Hüseyin Hilmi bin Saîd hazretlerinden sohbetler

 *Hüseyin Hilmi bin Saîd hazretleri buyuruyor ki:*


Çok bahtiyârız kardeşim. Eğer o *Büyük* leri görmeseydik, ne olurduk? Hiç! Allahü teâlâ, *Ehl-i sünnet* îtikâdında olmıyana, hele *Kâfir* ve *Müşrik* olana, kendi *Sevgi* sini vermez. 


Nasıl ki musluğa gidersiniz, *Su içmek* için, yâhut karpuzu kesersiniz, *Karpuz yemek* için. İşte bunun gibi Allahü teâlâ da kendi sevgisini, Peygamber aleyhisselâmın *Vâsıtası* ile verir. 
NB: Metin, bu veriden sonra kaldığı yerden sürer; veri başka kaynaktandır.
use thiserror::Error;

/// Failures surfaced by the session manager to its caller.
///
/// Everything else (network, storage, expired tokens) is handled inside the
/// manager and never reaches the view layer.
#[derive(Error, Debug, Clone, PartialEq, Eq)]
pub enum AuthError {
    #[error("No client ID configured - set WAVELINE_CLIENT_ID or add client_id to the config file")]
    MissingClientId,

    #[error("Invalid redirect URI: {0}")]
    InvalidRedirectUri(String),

    #[error("Access token must not be empty")]
    EmptyToken,

    #[error("Token lifetime must be a positive number of seconds, at most one year")]
    InvalidExpiry,
}
use serde::{Deserialize, Serialize};

/// Cover art or avatar. The API returns these largest first.
#[derive(Debug, Clone, PartialEq, Serialize, Deserialize)]
#[cfg_attr(feature = "ts", derive(ts_rs::TS), ts(export))]
pub struct Image {
    pub url: String,
    pub width: Option<u32>,
    pub height: Option<u32>,
}

/// Pick the first image, which is the largest one the API offers.
pub fn best_image_url(images: &[Image]) -> Option<&str> {
    images.first().map(|i| i.url.as_str())
}

/// The signed-in user, as returned by `GET /me`.
#[derive(Debug, Clone, PartialEq, Serialize, Deserialize)]
#[cfg_attr(feature = "ts", derive(ts_rs::TS), ts(export))]
pub struct UserProfile {
    pub id: String,
    pub display_name: Option<String>,
    pub email: Option<String>,
    pub country: Option<String>,
    pub product: Option<String>,
    #[serde(default)]
    pub images: Vec<Image>,
}

impl UserProfile {
    /// Display name, falling back to the account id when the user never set one.
    pub fn display_label(&self) -> &str {
        self.display_name
            .as_deref()
            .filter(|n| !n.is_empty())
            .unwrap_or(&self.id)
    }

    pub fn avatar_url(&self) -> Option<&str> {
        best_image_url(&self.images)
    }

    pub fn is_premium(&self) -> bool {
        self.product.as_deref() == Some("premium")
    }
}
//! Core library for waveline.
//!
//! Owns the session lifecycle against the streaming service (redirect-based
//! authorization, token expiry, profile validation, durable storage) and the
//! typed Web API client the front ends render from.

pub mod api;
pub mod auth;
pub mod config;
pub mod models;
pub mod utils;

pub use api::{ApiClient, ApiError};
pub use auth::{AuthError, Navigator, SessionManager, SessionSnapshot, SessionState};
pub use config::Config;
//! Authentication module for managing the user session.
//!
//! This module provides:
//! - `SessionManager`: Token lifecycle with expiry timer and profile validation
//! - `authorize`: Consent page URL and redirect fragment parsing
//! - `SessionStore`: Durable key-value storage (file, OS keyring, memory)
//!
//! Tokens come from redirect-based authorization and are dropped one minute
//! before the server stops accepting them.

pub mod authorize;
pub mod error;
pub mod manager;
pub mod session;
pub mod store;

pub use authorize::{authorization_url, fragment_of, parse_redirect_fragment, TokenGrant, SCOPES};
pub use error::AuthError;
pub use manager::{Navigator, ProfileFetcher, SessionManager};
pub use session::{
    SessionData, SessionSnapshot, SessionState, EXPIRY_MARGIN_SECS, MAX_TOKEN_LIFETIME_SECS,
};
pub use store::{FileStore, KeyringStore, MemoryStore, SessionStore};
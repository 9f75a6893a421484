//! Catalog records: artists, albums, tracks, playlists and browse categories.

use serde::{Deserialize, Serialize};

use super::user::{best_image_url, Image};
use crate::utils::format_duration_ms;

/// Envelope the Web API wraps around every list response.
#[derive(Debug, Clone, Serialize, Deserialize)]
pub struct Paging<T> {
    #[serde(default = "Vec::new")]
    pub items: Vec<T>,
    #[serde(default)]
    pub total: u32,
    #[serde(default)]
    pub limit: u32,
    #[serde(default)]
    pub offset: u32,
    pub next: Option<String>,
}

impl<T> Default for Paging<T> {
    fn default() -> Self {
        Self {
            items: Vec::new(),
            total: 0,
            limit: 0,
            offset: 0,
            next: None,
        }
    }
}

impl<T> Paging<T> {
    pub fn has_more(&self) -> bool {
        self.next.is_some()
    }
}

#[derive(Debug, Clone, Serialize, Deserialize)]
pub struct SimplifiedArtist {
    pub id: Option<String>,
    pub name: String,
}

#[derive(Debug, Clone, Serialize, Deserialize)]
pub struct Followers {
    pub total: u64,
}

#[derive(Debug, Clone, Serialize, Deserialize)]
pub struct Artist {
    pub id: String,
    pub name: String,
    #[serde(default)]
    pub genres: Vec<String>,
    #[serde(default)]
    pub images: Vec<Image>,
    pub popularity: Option<u32>,
    pub followers: Option<Followers>,
}

impl Artist {
    pub fn image_url(&self) -> Option<&str> {
        best_image_url(&self.images)
    }

    pub fn follower_count(&self) -> u64 {
        self.followers.as_ref().map(|f| f.total).unwrap_or(0)
    }
}

#[derive(Debug, Clone, Serialize, Deserialize)]
pub struct SimplifiedAlbum {
    pub id: String,
    pub name: String,
    pub album_type: Option<String>,
    pub release_date: Option<String>,
    pub total_tracks: Option<u32>,
    #[serde(default)]
    pub artists: Vec<SimplifiedArtist>,
    #[serde(default)]
    pub images: Vec<Image>,
}

impl SimplifiedAlbum {
    pub fn artist_names(&self) -> String {
        join_artist_names(&self.artists)
    }

    pub fn image_url(&self) -> Option<&str> {
        best_image_url(&self.images)
    }

    /// Release year, which the API reports with day, month or year precision.
    pub fn release_year(&self) -> Option<&str> {
        self.release_date.as_deref().and_then(|d| d.get(..4))
    }
}

#[derive(Debug, Clone, Serialize, Deserialize)]
pub struct Track {
    /// Local files have no id.
    pub id: Option<String>,
    pub name: String,
    #[serde(default)]
    pub artists: Vec<SimplifiedArtist>,
    pub album: Option<SimplifiedAlbum>,
    #[serde(default)]
    pub duration_ms: u64,
    #[serde(default)]
    pub explicit: bool,
    pub uri: Option<String>,
}

impl Track {
    pub fn artist_names(&self) -> String {
        join_artist_names(&self.artists)
    }

    pub fn duration_display(&self) -> String {
        format_duration_ms(self.duration_ms)
    }

    pub fn image_url(&self) -> Option<&str> {
        self.album.as_ref().and_then(|a| a.image_url())
    }
}

#[derive(Debug, Clone, Serialize, Deserialize)]
pub struct PlaylistOwner {
    pub id: String,
    pub display_name: Option<String>,
}

#[derive(Debug, Clone, Serialize, Deserialize)]
pub struct PlaylistTracksRef {
    #[serde(default)]
    pub total: u32,
}

#[derive(Debug, Clone, Serialize, Deserialize)]
pub struct SimplifiedPlaylist {
    pub id: String,
    pub name: String,
    pub description: Option<String>,
    pub owner: Option<PlaylistOwner>,
    #[serde(default)]
    pub images: Option<Vec<Image>>,
    pub tracks: Option<PlaylistTracksRef>,
}

impl SimplifiedPlaylist {
    pub fn image_url(&self) -> Option<&str> {
        self.images.as_deref().and_then(best_image_url)
    }

    pub fn track_count(&self) -> u32 {
        self.tracks.as_ref().map(|t| t.total).unwrap_or(0)
    }

    pub fn owner_name(&self) -> Option<&str> {
        self.owner
            .as_ref()
            .map(|o| o.display_name.as_deref().unwrap_or(&o.id))
    }
}

#[derive(Debug, Clone, Serialize, Deserialize)]
pub struct Playlist {
    pub id: String,
    pub name: String,
    pub description: Option<String>,
    pub owner: Option<PlaylistOwner>,
    #[serde(default)]
    pub images: Option<Vec<Image>>,
    pub followers: Option<Followers>,
    #[serde(default)]
    pub public: Option<bool>,
    #[serde(default)]
    pub collaborative: bool,
}

impl Playlist {
    pub fn image_url(&self) -> Option<&str> {
        self.images.as_deref().and_then(best_image_url)
    }
}

/// An entry in a playlist. `track` is null for tracks that were removed
/// from the catalog.
#[derive(Debug, Clone, Serialize, Deserialize)]
pub struct PlaylistItem {
    pub added_at: Option<String>,
    pub track: Option<Track>,
}

#[derive(Debug, Clone, Serialize, Deserialize)]
pub struct SavedTrack {
    pub added_at: Option<String>,
    pub track: Track,
}

#[derive(Debug, Clone, Serialize, Deserialize)]
pub struct SavedAlbum {
    pub added_at: Option<String>,
    pub album: SimplifiedAlbum,
}

#[derive(Debug, Clone, Serialize, Deserialize)]
pub struct Category {
    pub id: String,
    pub name: String,
    #[serde(default)]
    pub icons: Vec<Image>,
}

/// Item types accepted by the search endpoint.
#[derive(Debug, Clone, Copy, PartialEq, Eq)]
pub enum SearchKind {
    Track,
    Artist,
    Album,
    Playlist,
}

impl SearchKind {
    pub const ALL: [SearchKind; 4] = [
        SearchKind::Track,
        SearchKind::Artist,
        SearchKind::Album,
        SearchKind::Playlist,
    ];

    pub fn as_str(&self) -> &'static str {
        match self {
            SearchKind::Track => "track",
            SearchKind::Artist => "artist",
            SearchKind::Album => "album",
            SearchKind::Playlist => "playlist",
        }
    }
}

/// Search response. Each section is present only if its kind was requested;
/// playlist results may contain nulls.
#[derive(Debug, Clone, Default, Serialize, Deserialize)]
pub struct SearchResults {
    pub tracks: Option<Paging<Track>>,
    pub artists: Option<Paging<Artist>>,
    pub albums: Option<Paging<SimplifiedAlbum>>,
    pub playlists: Option<Paging<Option<SimplifiedPlaylist>>>,
}

impl SearchResults {
    pub fn tracks(&self) -> &[Track] {
        self.tracks.as_ref().map(|p| p.items.as_slice()).unwrap_or(&[])
    }

    pub fn artists(&self) -> &[Artist] {
        self.artists.as_ref().map(|p| p.items.as_slice()).unwrap_or(&[])
    }

    pub fn albums(&self) -> &[SimplifiedAlbum] {
        self.albums.as_ref().map(|p| p.items.as_slice()).unwrap_or(&[])
    }

    pub fn playlists(&self) -> impl Iterator<Item = &SimplifiedPlaylist> {
        self.playlists
            .iter()
            .flat_map(|p| p.items.iter())
            .flatten()
    }

    pub fn is_empty(&self) -> bool {
        self.tracks().is_empty()
            && self.artists().is_empty()
            && self.albums().is_empty()
            && self.playlists().next().is_none()
    }
}

fn join_artist_names(artists: &[SimplifiedArtist]) -> String {
    artists
        .iter()
        .map(|a| a.name.as_str())
        .collect::<Vec<_>>()
        .join(", ")
}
Veyâ o büyük Peygambere *Tâbi* olan, ehl-i sünnet vel cemâat *Îtikâd* ında olan büyük zâtların *Kalbinden* verir. Aynen muslukdan *Su içer* gibi. 


Siz *Havuz* dan belki alamazsınız, ama *Musluk* dan içersiniz. O hâlde, o havuzun musluğuna kavuşan kimseden daha *Şanslı*, daha *Bahtiyâr* kim vardır? 


İşte Allahü teâlâ, bize böyle bir *Musluğu* nasîb etdi. Bunun için dünyânın en *Bahtiyâr* insanlarıyız kardeşim. Tasavvufu *Yediyüz* kişi târif etmiş, bir büyük *Zât* da diyor ki: 


Ben, bu yediyüz târifin özetini çıkardım. O da şu: *Vaktin kıymetini bilmek, tasavvufun kendisidir*, diyor o mübârek zât. 


Tasavvufun bir târifi de, *Kimseyi incitmemekdir*, kardeşim. Nitekim, Efendi hazretlerinin vasiyetnâmesinin son cümlesi, *Kimseyi incitmeyin*. Öyle buyuruyor Mübârek. 


En korkduğumuz şey, *Îmânsız* olmak kardeşim. Çünkü insan bilemez îmânsız olup olmadığını. *Îmânım Var* der, ama îmân *Gitmiş*, haberi yok.